What the task asks
Filter the data for lines with the word "trace" and copy those lines.

Working data
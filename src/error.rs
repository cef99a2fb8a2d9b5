//! Errors raised at the trace parsing boundary
//!
//! Every variant names the offending record and its position so the binary can
//! terminate with a diagnostic pointing at the exact line of the trace.

use thiserror::Error;

/// A trace record could not be turned into a [`crate::event::LockEvent`]
#[derive(Error, Debug, Clone, PartialEq, Eq)]
pub enum ParseError {
    #[error("Unknown record at index {index}: unrecognized action '{action}'")]
    UnknownAction { index: u64, action: String },

    #[error("Record at position {position} is missing required field '{field}'")]
    MissingField { position: usize, field: &'static str },

    #[error("Malformed record at position {position}: {reason}")]
    MalformedRecord { position: usize, reason: String },

    #[error("Malformed caller chain at index {index}: '{chain}'")]
    MalformedCallerChain { index: u64, chain: String },

    #[error("Unknown record type '{record_type}' at position {position}")]
    UnknownRecordType { position: usize, record_type: String },
}

/// Result type for record parsing
pub type Result<T> = std::result::Result<T, ParseError>;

Answer to the problem
//! Errors raised at the trace parsing boundary
//! terminate with a diagnostic pointing at the exact line of the trace.
/// A trace record could not be turned into a [`crate::event::LockEvent`]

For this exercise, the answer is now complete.